Lucanix (belagenpumatucel): an allogeneic (derived from four non-patient lung cancer cell lines) whole cell vaccine incorporating a TGFβ2 antisense gene engineered to inhibit an intrinsic immunosuppressive protein otherwise preventing effective APC priming and processing. (Nemunaitis J et al: (2006). Phase II study of belagenpuatucel-L, a transforming growth factor beta-2 antisense gene-modified allogeneic tumor cell vaccine in non-small-cell lung cancer. J Clin Oncol 24(29):4721-30).

Provenge (sipuleucel-T): derived from the patient’s own white blood cells and processed into APCs and then incubated with two elements: the tumor-associated antigen prostatic acid phosphatase (PAP) and GMCSF. Based on the results of a landmark study of patients with prostate cancer, Provenge became the first FDA approved immunotherapy for this indication. (Small EJ et al: (2006). Placebo-controlled phase III trial of immunologic therapy with sipuleucel_T (APC8015) in patients with metastatic, asymptomatic hormone refractory prostate cancer. J Clin Onol 24(19):3089-94).

T-VEC (talimogene laherparepvec; Imlygic): A gene-modified, immune-enhanced oncolytic (cancer killing) herpes simplex type I virus administered by intralesional injection to locally destroy cancer cells and induce an in situ immune response. The phase II study was designed by scientists from BioVex in collaboration with scientist-physicians at Mary Crowley and then implemented at Mary Crowley. This proceeded to become the first-in-class oncolytic immunotherapy approved by the FDA.
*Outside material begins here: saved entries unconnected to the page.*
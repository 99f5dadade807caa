//! End-to-end coverage driving a real [`Worker`] over a loopback socket,
//! exercising C1 (router), C4 (handler context), C6 (worker), and C8
//! (session) together the way `Server::run` wires them, without the
//! process-wide signal handling `Server::run` installs.

use std::collections::HashMap;
use std::io::{Read, Write};
use std::net::TcpStream;
use std::sync::atomic::{AtomicBool, Ordering};
use std::sync::Arc;
use std::time::Duration;

use fiberweb::context_cache::SharedContextPool;
use fiberweb::handler::{LibraryDescriptor, NativeEngine, Request as HandlerRequest, Response as HandlerResponse};
use fiberweb::metrics::MetricsRegistry;
use fiberweb::router::Router;
use fiberweb::worker::Worker;

fn echo_library() -> LibraryDescriptor {
    LibraryDescriptor {
        name: "echo",
        install: Arc::new(|engine: &mut NativeEngine| {
            engine.register(
                "echo",
                Arc::new(|req: &HandlerRequest| {
                    Ok(HandlerResponse {
                        status: 200,
                        content: req.path.clone().into_bytes(),
                        headers: HashMap::new(),
                    })
                }),
            );
        }),
    }
}

fn failing_library() -> LibraryDescriptor {
    LibraryDescriptor {
        name: "boom",
        install: Arc::new(|engine: &mut NativeEngine| {
            engine.register(
                "boom",
                Arc::new(|_req: &HandlerRequest| {
                    Err(fiberweb::error::HandlerError::Raised {
                        handler: "boom".to_string(),
                        message: "deliberate failure".to_string(),
                    })
                }),
            );
        }),
    }
}

struct RunningWorker {
    addr: std::net::SocketAddr,
    stop: Arc<AtomicBool>,
    waker: Arc<mio::Waker>,
    handle: std::thread::JoinHandle<()>,
}

impl RunningWorker {
    fn start(router: Router, libraries: Vec<LibraryDescriptor>) -> Self {
        let shared = SharedContextPool::new(libraries, 1, false);
        let metrics = Arc::new(MetricsRegistry::new());
        let stop = Arc::new(AtomicBool::new(false));

        let listener = mio::net::TcpListener::bind("127.0.0.1:0".parse().unwrap()).unwrap();
        let addr = listener.local_addr().unwrap();

        let (waker_tx, waker_rx) = std::sync::mpsc::channel();
        let stop_for_thread = Arc::clone(&stop);
        let router = Arc::new(router);
        let product: Arc<str> = Arc::from("fiberweb-test/0.1");

        let handle = std::thread::spawn(move || {
            let worker = Worker::new(listener, shared, router, metrics, product, stop_for_thread).unwrap();
            waker_tx.send(worker.scheduler_waker()).unwrap();
            worker.run().unwrap();
        });

        let waker = waker_rx.recv_timeout(Duration::from_secs(5)).expect("worker failed to start");

        RunningWorker { addr, stop, waker, handle }
    }

    fn request(&self, raw: &[u8]) -> String {
        let mut stream = TcpStream::connect(self.addr).unwrap();
        stream.set_read_timeout(Some(Duration::from_secs(5))).unwrap();
        stream.write_all(raw).unwrap();

        let mut buf = [0u8; 8192];
        let n = stream.read(&mut buf).unwrap();
        String::from_utf8_lossy(&buf[..n]).to_string()
    }

    fn shutdown(self) {
        self.stop.store(true, Ordering::Release);
        let _ = self.waker.wake();
        self.handle.join().unwrap();
    }
}

#[test]
fn routed_get_is_answered_by_its_handler() {
    let mut router = Router::new();
    router.add("/echo", "echo").unwrap();

    let worker = RunningWorker::start(router, vec![echo_library()]);
    let response = worker.request(b"GET /echo HTTP/1.1\r\nHost: test\r\n\r\n");

    assert!(response.starts_with("HTTP/1.1 200 OK\r\n"), "{response}");
    assert!(response.ends_with("/echo"), "{response}");
    assert!(response.contains("server: fiberweb-test/0.1"), "{response}");

    worker.shutdown();
}

#[test]
fn non_get_post_method_yields_501() {
    let mut router = Router::new();
    router.add("/echo", "echo").unwrap();

    let worker = RunningWorker::start(router, vec![echo_library()]);
    let response = worker.request(b"PATCH /echo HTTP/1.1\r\nHost: test\r\n\r\n");

    assert!(response.starts_with("HTTP/1.1 501"), "{response}");
    worker.shutdown();
}

#[test]
fn unmatched_path_yields_404() {
    let router = Router::new();
    let worker = RunningWorker::start(router, Vec::new());

    let response = worker.request(b"GET /nowhere HTTP/1.1\r\nHost: test\r\n\r\n");
    assert!(response.starts_with("HTTP/1.1 404"), "{response}");

    worker.shutdown();
}

#[test]
fn non_get_post_method_on_unmatched_path_still_yields_404() {
    let router = Router::new();
    let worker = RunningWorker::start(router, Vec::new());

    let response = worker.request(b"PATCH /nowhere HTTP/1.1\r\nHost: test\r\n\r\n");
    assert!(response.starts_with("HTTP/1.1 404"), "{response}");

    worker.shutdown();
}

#[test]
fn handler_failure_yields_500_and_session_stays_open_for_next_request() {
    let mut router = Router::new();
    router.add("/boom", "boom").unwrap();

    let worker = RunningWorker::start(router, vec![failing_library()]);

    let mut stream = TcpStream::connect(worker.addr).unwrap();
    stream.set_read_timeout(Some(Duration::from_secs(5))).unwrap();
    stream.write_all(b"GET /boom HTTP/1.1\r\nHost: test\r\n\r\n").unwrap();
    let mut buf = [0u8; 4096];
    let n = stream.read(&mut buf).unwrap();
    let first = String::from_utf8_lossy(&buf[..n]).to_string();
    assert!(first.starts_with("HTTP/1.1 500"), "{first}");

    // Pipelined follow-up on the same connection still gets served (§8 S3:
    // one handler failure does not poison the connection or the worker).
    stream.write_all(b"GET /boom HTTP/1.1\r\nHost: test\r\n\r\n").unwrap();
    let n = stream.read(&mut buf).unwrap();
    let second = String::from_utf8_lossy(&buf[..n]).to_string();
    assert!(second.starts_with("HTTP/1.1 500"), "{second}");

    drop(stream);
    worker.shutdown();
}

#[test]
fn pipelined_requests_on_one_connection_are_each_answered() {
    let mut router = Router::new();
    router.add("/echo", "echo").unwrap();
    let worker = RunningWorker::start(router, vec![echo_library()]);

    let mut stream = TcpStream::connect(worker.addr).unwrap();
    stream.set_read_timeout(Some(Duration::from_secs(5))).unwrap();
    stream
        .write_all(b"GET /echo HTTP/1.1\r\nHost: test\r\n\r\nGET /echo HTTP/1.1\r\nHost: test\r\n\r\n")
        .unwrap();

    let mut collected = Vec::new();
    let mut buf = [0u8; 8192];
    // Two responses should arrive; read until both status lines have shown
    // up or the read times out.
    loop {
        let n = stream.read(&mut buf).unwrap();
        if n == 0 {
            break;
        }
        collected.extend_from_slice(&buf[..n]);
        let text = String::from_utf8_lossy(&collected);
        if text.matches("HTTP/1.1 200 OK").count() >= 2 {
            break;
        }
    }
    let text = String::from_utf8_lossy(&collected);
    assert_eq!(text.matches("HTTP/1.1 200 OK").count(), 2, "{text}");

    drop(stream);
    worker.shutdown();
}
Vigil™: an autologous whole cell cancer vaccine transfected with a plasmid encoding both GMCSF and an innovative RNA interference moiety, bi-shRNA, targeting both the mRNA and protein translation of furin, which is the pro-protein convertase activator of both TGFβ1 and TGFβ2. The vaccine combines both the potent immunostimulatory capabilities of GMCSF with downregulation of both intrinsic immunosuppressive proteins TGFβ1 and TGFβ2. In comparison with Lucanix that resulted in ≥30% knockdown of TGFβ2, Vigil™ effects >90% knockdown. (Senzer N et al: (2012). Phase I trial of bi-shRNA(furin)/GMCSF DNA/autologous tumor cell vaccine in advanced cancer. Mol Ther 20(3):679-86). Of note, Vigil™ (previously called FANG) was conceived by physician-scientists at Mary Crowley and developed in collaboration with Gradalis, Inc.

The immune activating effect of Vigil™ has been confirmed: 30 of 31 patients with advanced ovarian cancer in clinical complete remission following primary therapy without evidence of circulating cytotoxic T-cell activation (ELISPOT test) prior to vaccination all converted to positive tests following vaccination. However, in order to further enhance Vigil™ effectiveness, Mary Crowley has initiated protocols combining Vigil™ with immune checkpoint inhibitors of the PD-1/PD-L1 axis. This combination is based on the premise that 1) Vigil™ will elicit an intratumoral infiltration of cytotoxic T-cells, a proportion of which, without a checkpoint inhibitor, would develop adaptive resistance by overexpressing PD-L1 and 2) the checkpoint inhibitor will enhance the cancer directed cytotoxicity of the activated T-cells by further eliminating T-cell exhaustion.